3. – Riferito a Bernardo quel discorso, andò a trovarla con tatti gli altri fratelli, e dopo averle con dolcezza insieme e con forza parlato della necessità di fu penitenza, le diede utilissimi consigli intorno al metodo della nuova vita che doveva intraprendere; e perché essendo legata in matrimonio non poteva separarsi dal suo marito, il S. Abate le disse che doveva cominciare la riforma e la mutazione della vita dal riseccare affatto ogni superfluità e vanità, ogni sorta di lusso dalle sue vesti e dal suo treno, e dal privarsi di tutti i piaceri, i divertimenti profani del secolo. Le propose per modello da imitare, la vita, della. B. Aletta loro madre che, sebbene facoltosa e nobilissima, era però vissuta sempre con gran semplicità ed umiltà cristiana, e aveva mostrata una particolar avversione alle mode e ai passatempi mondani. Dopo averle dati questi ed altri salutari consigli, S. Bernardo si congedò dalla sua sorella e si ritirò a pregar Dio, acciocché si degnane d’imprimer bene nell’animo di lei tutte le verità che aveva in quei giorno ascoltate.

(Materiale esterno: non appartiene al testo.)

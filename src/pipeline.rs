//! `imdbp run`: clean, load, and render the dashboard in one go.
//!
//! Stages run strictly in order and each one consumes the previous stage's
//! artifact from disk. A failed stage stops the run; the dashboard is
//! never rendered over a load that did not commit.

use std::path::Path;

use anyhow::Result;
use tracing::info;

use crate::clean_cmd::run_clean;
use crate::config::Config;
use crate::dashboard::{run_dashboard, Format};
use crate::load::run_load;

pub async fn run_pipeline(config: &Config, raw: &Path, clean: &Path, format: Format) -> Result<()> {
    info!("Stage 1/3: clean");
    run_clean(&config.clean.options(), raw, clean, None)?;

    info!("Stage 2/3: load");
    run_load(config, clean).await?;

    info!("Stage 3/3: dashboard");
    run_dashboard(config, format, None).await
}
//! Record-level error types.
//!
//! These never abort a batch: the cleaner catches them and routes the
//! offending record into the [`CleanReport`](crate::clean::CleanReport).

use serde::Serialize;
use thiserror::Error;

use crate::models::FieldKind;

/// A raw field could not be turned into its typed value.
#[derive(Debug, Clone, PartialEq, Eq, Error, Serialize)]
#[error("malformed {kind} field {text:?}: {reason}")]
pub struct MalformedFieldError {
    pub kind: FieldKind,
    pub text: String,
    pub reason: String,
}

impl MalformedFieldError {
    pub fn new(kind: FieldKind, text: &str, reason: impl Into<String>) -> Self {
        Self {
            kind,
            text: text.to_string(),
            reason: reason.into(),
        }
    }
}

/// A record shares its (title, year) key with a record kept earlier.
#[derive(Debug, Clone, PartialEq, Eq, Error, Serialize)]
#[error("duplicate of row {kept_row} ({title} {year})")]
pub struct DuplicateRecordError {
    pub title: String,
    pub year: u16,
    /// Row number of the record that was kept.
    pub kept_row: usize,
}

/// Why a raw record did not make it into the dataset.
#[derive(Debug, Clone, PartialEq, Eq, Error, Serialize)]
#[serde(tag = "type", rename_all = "snake_case")]
pub enum RejectReason {
    #[error(transparent)]
    MalformedField(MalformedFieldError),
    #[error(transparent)]
    Duplicate(DuplicateRecordError),
}

impl From<MalformedFieldError> for RejectReason {
    fn from(e: MalformedFieldError) -> Self {
        RejectReason::MalformedField(e)
    }
}

impl From<DuplicateRecordError> for RejectReason {
    fn from(e: DuplicateRecordError) -> Self {
        RejectReason::Duplicate(e)
    }
}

4. – Umbelina, tornata che fu alla propria casa, eseguì puntualissimamente tutto ciò che le aveva prescritto il S. Abate, e la sua conversione fu a tutti i suoi parenti e cittadini un oggetto di stupore insieme e di edificazione, poiché ciascuno ammirava una dama giovane, nobile e ricca, non distinguersi più dalle altre, se non per la modestia e costumatezza: digiunare frequentemente, orare, vegliare ed osservare un esatto ritiro. Suo marito, lungi dal contraddirla e opporsi a questo nuovo tenore di vita così diverso da quello che aveva tenuto per l’addietro, se ne mostrò contentissimo, e ne ringraziò, e benedisse il Signore; anzi due anni dopo la sua conversìone, liberandola affatto dal giogo maritale, consentì ch’ella si dedicasse interamente al servizio di Dio.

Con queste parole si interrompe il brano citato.